* _Directions for this task_: Check the data underneath for lines holding the word "crate", and state only how many you find.

* _Exercise inputs_:
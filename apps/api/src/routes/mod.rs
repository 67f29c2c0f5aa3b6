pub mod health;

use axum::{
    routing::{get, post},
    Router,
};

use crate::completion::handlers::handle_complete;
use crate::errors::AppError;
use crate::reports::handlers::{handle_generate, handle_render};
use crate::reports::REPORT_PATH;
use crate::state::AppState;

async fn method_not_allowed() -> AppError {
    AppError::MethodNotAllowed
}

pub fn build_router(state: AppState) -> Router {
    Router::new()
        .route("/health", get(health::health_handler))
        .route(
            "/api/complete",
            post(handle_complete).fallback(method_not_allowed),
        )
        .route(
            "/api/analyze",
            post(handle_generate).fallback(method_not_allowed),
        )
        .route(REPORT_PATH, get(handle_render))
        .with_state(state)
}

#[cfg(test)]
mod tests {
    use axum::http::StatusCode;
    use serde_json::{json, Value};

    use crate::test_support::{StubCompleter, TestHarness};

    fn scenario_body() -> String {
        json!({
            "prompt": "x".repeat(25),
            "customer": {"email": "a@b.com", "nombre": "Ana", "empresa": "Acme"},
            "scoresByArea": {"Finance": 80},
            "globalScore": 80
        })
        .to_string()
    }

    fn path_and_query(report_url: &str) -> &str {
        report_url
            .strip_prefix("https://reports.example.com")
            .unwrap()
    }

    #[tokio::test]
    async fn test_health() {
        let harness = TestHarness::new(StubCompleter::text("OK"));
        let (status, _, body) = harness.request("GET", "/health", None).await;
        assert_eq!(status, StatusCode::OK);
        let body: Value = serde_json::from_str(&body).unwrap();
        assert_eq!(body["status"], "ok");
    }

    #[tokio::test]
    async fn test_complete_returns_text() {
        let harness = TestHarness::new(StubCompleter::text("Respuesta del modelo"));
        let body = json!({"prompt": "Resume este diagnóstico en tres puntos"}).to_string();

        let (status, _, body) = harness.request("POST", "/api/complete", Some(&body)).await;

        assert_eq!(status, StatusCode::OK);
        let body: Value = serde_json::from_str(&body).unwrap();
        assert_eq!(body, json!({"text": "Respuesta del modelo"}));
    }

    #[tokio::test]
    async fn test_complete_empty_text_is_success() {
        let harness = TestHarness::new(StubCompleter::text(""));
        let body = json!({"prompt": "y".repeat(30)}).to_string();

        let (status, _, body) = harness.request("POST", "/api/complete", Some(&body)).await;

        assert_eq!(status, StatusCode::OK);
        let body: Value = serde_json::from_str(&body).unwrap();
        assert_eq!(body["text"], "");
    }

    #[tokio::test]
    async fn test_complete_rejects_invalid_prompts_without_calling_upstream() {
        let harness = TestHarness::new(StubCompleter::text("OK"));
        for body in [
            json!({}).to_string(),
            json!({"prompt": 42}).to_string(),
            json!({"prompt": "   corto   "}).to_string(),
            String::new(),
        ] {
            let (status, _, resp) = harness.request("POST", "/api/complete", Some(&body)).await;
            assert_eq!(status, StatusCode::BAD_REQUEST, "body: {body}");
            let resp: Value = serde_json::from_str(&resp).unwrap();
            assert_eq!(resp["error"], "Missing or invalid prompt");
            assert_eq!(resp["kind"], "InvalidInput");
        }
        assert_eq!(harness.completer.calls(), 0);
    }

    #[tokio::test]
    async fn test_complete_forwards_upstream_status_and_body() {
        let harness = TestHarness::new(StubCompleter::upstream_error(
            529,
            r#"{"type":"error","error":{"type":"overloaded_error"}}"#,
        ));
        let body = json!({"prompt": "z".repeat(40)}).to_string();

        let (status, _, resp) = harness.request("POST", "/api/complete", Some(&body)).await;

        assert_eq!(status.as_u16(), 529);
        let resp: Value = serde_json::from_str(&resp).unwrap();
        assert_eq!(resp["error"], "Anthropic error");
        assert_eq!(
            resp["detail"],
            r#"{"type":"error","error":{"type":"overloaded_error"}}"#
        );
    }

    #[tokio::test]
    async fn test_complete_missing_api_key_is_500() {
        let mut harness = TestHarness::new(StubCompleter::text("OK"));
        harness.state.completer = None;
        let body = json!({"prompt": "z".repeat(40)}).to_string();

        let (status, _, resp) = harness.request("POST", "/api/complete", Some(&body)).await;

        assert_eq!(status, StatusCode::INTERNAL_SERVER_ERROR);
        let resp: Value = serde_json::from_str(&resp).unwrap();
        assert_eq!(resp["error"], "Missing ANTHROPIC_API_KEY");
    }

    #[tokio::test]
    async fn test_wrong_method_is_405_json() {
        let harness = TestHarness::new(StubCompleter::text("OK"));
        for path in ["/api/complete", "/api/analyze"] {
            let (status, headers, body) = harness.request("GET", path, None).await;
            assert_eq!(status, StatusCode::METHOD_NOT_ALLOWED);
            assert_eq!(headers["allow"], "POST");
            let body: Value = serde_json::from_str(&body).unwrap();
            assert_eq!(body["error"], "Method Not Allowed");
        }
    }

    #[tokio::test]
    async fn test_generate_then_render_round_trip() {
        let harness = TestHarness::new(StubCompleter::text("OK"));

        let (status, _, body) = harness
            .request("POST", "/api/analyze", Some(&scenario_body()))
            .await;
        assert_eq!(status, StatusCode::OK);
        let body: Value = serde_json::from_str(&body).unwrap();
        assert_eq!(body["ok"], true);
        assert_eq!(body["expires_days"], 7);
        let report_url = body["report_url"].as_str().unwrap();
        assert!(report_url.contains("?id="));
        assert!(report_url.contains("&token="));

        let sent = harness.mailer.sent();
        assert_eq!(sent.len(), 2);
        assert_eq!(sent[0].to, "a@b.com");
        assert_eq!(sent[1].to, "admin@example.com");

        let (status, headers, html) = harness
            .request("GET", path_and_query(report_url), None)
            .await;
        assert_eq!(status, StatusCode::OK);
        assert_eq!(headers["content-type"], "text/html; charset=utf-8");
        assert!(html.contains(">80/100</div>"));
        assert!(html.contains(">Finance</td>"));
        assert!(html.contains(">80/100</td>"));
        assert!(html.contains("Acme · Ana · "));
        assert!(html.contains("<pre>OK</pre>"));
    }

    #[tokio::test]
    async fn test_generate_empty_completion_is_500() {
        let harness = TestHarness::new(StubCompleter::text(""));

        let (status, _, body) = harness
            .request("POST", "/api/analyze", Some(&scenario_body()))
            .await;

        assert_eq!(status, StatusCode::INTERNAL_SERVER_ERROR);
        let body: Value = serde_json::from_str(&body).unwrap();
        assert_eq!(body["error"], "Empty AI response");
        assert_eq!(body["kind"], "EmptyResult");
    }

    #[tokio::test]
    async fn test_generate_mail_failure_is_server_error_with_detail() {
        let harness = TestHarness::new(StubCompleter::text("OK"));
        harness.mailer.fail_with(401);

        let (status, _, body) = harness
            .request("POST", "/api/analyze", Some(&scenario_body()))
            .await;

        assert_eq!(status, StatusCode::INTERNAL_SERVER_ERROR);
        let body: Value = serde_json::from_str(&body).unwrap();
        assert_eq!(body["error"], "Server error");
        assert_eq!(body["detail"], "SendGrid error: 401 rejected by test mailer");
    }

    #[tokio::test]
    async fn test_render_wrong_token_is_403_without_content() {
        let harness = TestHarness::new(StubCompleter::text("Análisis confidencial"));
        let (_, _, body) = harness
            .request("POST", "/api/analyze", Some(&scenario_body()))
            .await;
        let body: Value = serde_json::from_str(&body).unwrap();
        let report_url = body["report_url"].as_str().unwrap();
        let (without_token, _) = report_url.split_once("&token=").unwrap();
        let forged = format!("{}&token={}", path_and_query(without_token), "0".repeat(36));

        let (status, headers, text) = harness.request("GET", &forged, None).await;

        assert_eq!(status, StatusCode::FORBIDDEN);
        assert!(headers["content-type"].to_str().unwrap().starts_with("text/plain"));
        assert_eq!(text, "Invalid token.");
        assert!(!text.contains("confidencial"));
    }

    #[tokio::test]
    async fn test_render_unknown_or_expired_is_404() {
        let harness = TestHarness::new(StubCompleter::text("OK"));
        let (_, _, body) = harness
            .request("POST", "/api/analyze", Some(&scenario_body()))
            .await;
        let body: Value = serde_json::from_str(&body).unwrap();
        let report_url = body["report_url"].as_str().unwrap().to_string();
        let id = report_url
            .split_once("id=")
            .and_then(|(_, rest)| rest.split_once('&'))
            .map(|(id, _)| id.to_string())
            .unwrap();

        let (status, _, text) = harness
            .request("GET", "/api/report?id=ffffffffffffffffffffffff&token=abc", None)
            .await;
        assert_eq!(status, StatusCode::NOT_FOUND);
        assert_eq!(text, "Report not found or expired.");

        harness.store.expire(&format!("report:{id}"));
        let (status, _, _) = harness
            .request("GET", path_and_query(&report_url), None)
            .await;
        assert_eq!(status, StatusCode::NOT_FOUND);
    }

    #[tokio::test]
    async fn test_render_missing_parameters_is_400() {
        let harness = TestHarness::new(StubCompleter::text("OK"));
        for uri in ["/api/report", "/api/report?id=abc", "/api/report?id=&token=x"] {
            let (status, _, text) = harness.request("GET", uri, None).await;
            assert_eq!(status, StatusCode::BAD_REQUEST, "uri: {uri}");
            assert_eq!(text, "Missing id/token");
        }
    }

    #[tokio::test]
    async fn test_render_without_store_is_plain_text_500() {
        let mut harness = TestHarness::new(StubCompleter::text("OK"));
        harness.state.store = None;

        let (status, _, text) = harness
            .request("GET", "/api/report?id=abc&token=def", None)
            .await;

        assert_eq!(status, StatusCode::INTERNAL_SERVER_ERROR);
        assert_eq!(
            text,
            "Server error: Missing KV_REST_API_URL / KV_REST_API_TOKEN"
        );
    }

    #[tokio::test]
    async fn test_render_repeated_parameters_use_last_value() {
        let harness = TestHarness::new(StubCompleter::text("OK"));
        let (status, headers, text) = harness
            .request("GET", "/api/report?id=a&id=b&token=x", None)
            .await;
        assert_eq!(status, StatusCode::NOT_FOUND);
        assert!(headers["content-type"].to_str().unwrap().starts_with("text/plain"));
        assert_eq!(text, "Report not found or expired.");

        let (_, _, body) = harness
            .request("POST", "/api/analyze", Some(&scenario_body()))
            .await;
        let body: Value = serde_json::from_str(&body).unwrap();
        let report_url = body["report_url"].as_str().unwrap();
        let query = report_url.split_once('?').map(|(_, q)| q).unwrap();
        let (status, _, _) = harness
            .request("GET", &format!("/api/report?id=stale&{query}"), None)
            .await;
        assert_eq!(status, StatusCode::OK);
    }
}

* _Answer area_: 6